Re: [PATCH v17 18/23] platform/x86: Intel SGX driver

From: Sean Christopherson
Date: Tue Dec 18 2018 - 13:53:53 EST


On Tue, Dec 18, 2018 at 07:44:18AM -0800, Sean Christopherson wrote:
> On Mon, Dec 17, 2018 at 08:59:54PM -0800, Andy Lutomirski wrote:
> > On Mon, Dec 17, 2018 at 2:20 PM Sean Christopherson
> > <sean.j.christopherson@xxxxxxxxx> wrote:
> > >
> >
> > > My brain is still sorting out the details, but I generally like the idea
> > > of allocating an anon inode when creating an enclave, and exposing the
> > > other ioctls() via the returned fd. This is essentially the approach
> > > used by KVM to manage multiple "layers" of ioctls across KVM itself, VMs
> > > and vCPUS. There are even similarities to accessing physical memory via
> > > multiple disparate domains, e.g. host kernel, host userspace and guest.
> > >
> >
> > In my mind, opening /dev/sgx would give you the requisite inode.

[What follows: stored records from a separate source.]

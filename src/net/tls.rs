//! TLS configuration and certificate loading.

use std::fs::File;
use std::io::BufReader;
use std::path::{Path, PathBuf};
use std::sync::Arc;

use rustls::pki_types::{CertificateDer, PrivateKeyDer};
use rustls::ServerConfig;
use tokio_rustls::TlsAcceptor;

use crate::config::TlsConfig;

/// ALPN protocols offered to clients, in preference order.
const ALPN_PROTOCOLS: [&[u8]; 2] = [b"h2", b"http/1.1"];

/// Error type for TLS material loading.
#[derive(Debug, thiserror::Error)]
pub enum TlsError {
    #[error("cannot read {path:?}: {source}")]
    Read {
        path: PathBuf,
        source: std::io::Error,
    },

    #[error("no certificates found in {0:?}")]
    NoCertificates(PathBuf),

    #[error("no private key found in {0:?}")]
    NoPrivateKey(PathBuf),

    #[error("certificate and private key do not form a valid pair: {0}")]
    Mismatch(#[source] rustls::Error),
}

/// Load certificate chain and key, returning a ready acceptor.
///
/// Fails when either file is unreadable, empty, or when the key does not
/// belong to the leaf certificate.
pub fn load_tls_acceptor(config: &TlsConfig) -> Result<TlsAcceptor, TlsError> {
    let server_config = load_server_config(Path::new(&config.cert_path), Path::new(&config.key_path))?;
    Ok(TlsAcceptor::from(Arc::new(server_config)))
}

/// Build a rustls server config offering `h2` and `http/1.1`.
pub fn load_server_config(cert_path: &Path, key_path: &Path) -> Result<ServerConfig, TlsError> {
    let certs = load_certs(cert_path)?;
    let key = load_key(key_path)?;

    let provider = Arc::new(rustls::crypto::aws_lc_rs::default_provider());
    let mut config = ServerConfig::builder_with_provider(provider)
        .with_safe_default_protocol_versions()
        .map_err(TlsError::Mismatch)?
        .with_no_client_auth()
        .with_single_cert(certs, key)
        .map_err(TlsError::Mismatch)?;
    config.alpn_protocols = ALPN_PROTOCOLS.iter().map(|p| p.to_vec()).collect();

    tracing::info!(cert = ?cert_path, "TLS certificate loaded");
    Ok(config)
}

fn open(path: &Path) -> Result<BufReader<File>, TlsError> {
    File::open(path)
        .map(BufReader::new)
        .map_err(|source| TlsError::Read {
            path: path.to_path_buf(),
            source,
        })
}

fn load_certs(path: &Path) -> Result<Vec<CertificateDer<'static>>, TlsError> {
    let mut reader = open(path)?;
    let certs = rustls_pemfile::certs(&mut reader)
        .collect::<Result<Vec<_>, _>>()
        .map_err(|source| TlsError::Read {
            path: path.to_path_buf(),
            source,
        })?;
    if certs.is_empty() {
        return Err(TlsError::NoCertificates(path.to_path_buf()));
    }
    Ok(certs)
}

fn load_key(path: &Path) -> Result<PrivateKeyDer<'static>, TlsError> {
    let mut reader = open(path)?;
    rustls_pemfile::private_key(&mut reader)
        .map_err(|source| TlsError::Read {
            path: path.to_path_buf(),
            source,
        })?
        .ok_or_else(|| TlsError::NoPrivateKey(path.to_path_buf()))
}

#[cfg(test)]
mod tests {
    use super::*;
    use std::io::Write;

    fn write_pem(dir: &Path, name: &str, pem: &str) -> PathBuf {
        let path = dir.join(name);
        let mut file = File::create(&path).unwrap();
        file.write_all(pem.as_bytes()).unwrap();
        path
    }

    #[test]
    fn loads_matching_pair_with_alpn() {
        let dir = tempfile::tempdir().unwrap();
        let cert = rcgen::generate_simple_self_signed(vec!["gateway.test".into()]).unwrap();
        let cert_path = write_pem(dir.path(), "cert.pem", &cert.cert.pem());
        let key_path = write_pem(dir.path(), "key.pem", &cert.key_pair.serialize_pem());

        let config = load_server_config(&cert_path, &key_path).unwrap();
        assert_eq!(config.alpn_protocols, vec![b"h2".to_vec(), b"http/1.1".to_vec()]);
    }

    #[test]
    fn mismatched_pair_is_fatal() {
        let dir = tempfile::tempdir().unwrap();
        let a = rcgen::generate_simple_self_signed(vec!["gateway.test".into()]).unwrap();
        let b = rcgen::generate_simple_self_signed(vec!["other.test".into()]).unwrap();
        let cert_path = write_pem(dir.path(), "cert.pem", &a.cert.pem());
        let key_path = write_pem(dir.path(), "key.pem", &b.key_pair.serialize_pem());

        let err = load_server_config(&cert_path, &key_path).unwrap_err();
        assert!(matches!(err, TlsError::Mismatch(_)));
    }

    #[test]
    fn missing_or_empty_files_are_fatal() {
        let dir = tempfile::tempdir().unwrap();
        let missing = dir.path().join("missing.pem");
        assert!(matches!(
            load_server_config(&missing, &missing),
            Err(TlsError::Read { .. })
        ));

        let empty = write_pem(dir.path(), "empty.pem", "");
        assert!(matches!(
            load_server_config(&empty, &empty),
            Err(TlsError::NoCertificates(_))
        ));
    }
}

I'm
> > not 100% sure that the chardev infrastructure allows this, but I think
> > it does.
>
> My fd/inode knowledge is lacking, to say the least. Whatever works, so
> long as we have a way to uniquely identify enclaves.

Actually, while we're dissecting the interface...

What if we re-organize the ioctls in such a way that we leave open the
possibility of allocating raw EPC for KVM via /dev/sgx? I'm not 100%
positive this approach will work[1], but conceptually it fits well with
KVM's memory model, e.g. KVM is aware of the GPA<->HVA association but
generally speaking doesn't know what's physically backing each memory
region.

Tangentially related, I think we should support allocating multiple
enclaves from a single /dev/sgx fd, i.e. a process shouldn't have to
open /dev/sgx every time it wants to create a new enclave.

Something like this:

/dev/sgx
|
-> mmap() { return -EINVAL; }
|
-> unlocked_ioctl()
|
-> SGX_CREATE_ENCLAVE: { return alloc_enclave_fd(); }
| |
| -> mmap() { ... }
| |
| -> get_unmapped_area() {
| | if (enclave->size) {
| | if (!addr)
| | addr = enclave->base;
| | if (addr + len + pgoff > enclave->base + enclave->size)
| | return -EINVAL;
| | } else {
| | if (!validate_size(len))
| | return -EINVAL;
| | addr = naturally_align(len);
| | }
| | }
| |
| -> unlocked_ioctl() {
| SGX_ENCLAVE_ADD_PAGE: { ... }
| SGX_ENCLAVE_INIT: { ... }
| SGX_ENCLAVE_REMOVE_PAGES: { ... }
| SGX_ENCLAVE_MODIFY_PAGES: { ... }
| }
|
-> SGX_CREATE_VIRTUAL_EPC: {return alloc_epc_fd(); }
|
-> mmap() { ... }
|
-> get_unmapped_area() {<page aligned/sized> }
|
-> unlocked_ioctl() {
SGX_VIRTUAL_EPC_???:
SGX_VIRTUAL_EPC_???:
}


[1] Delegating EPC management to /dev/sgx is viable for virtualizing SGX
without oversubscribing EPC to guests, but oversubscribing EPC in a
VMM requires handling EPC-related VM-Exits and using instructions
that will #UD if the CPU is not post-VMXON. I *think* having KVM
forward VM-Exits to x86/sgx would work, but it's entirely possible
it'd be a complete cluster.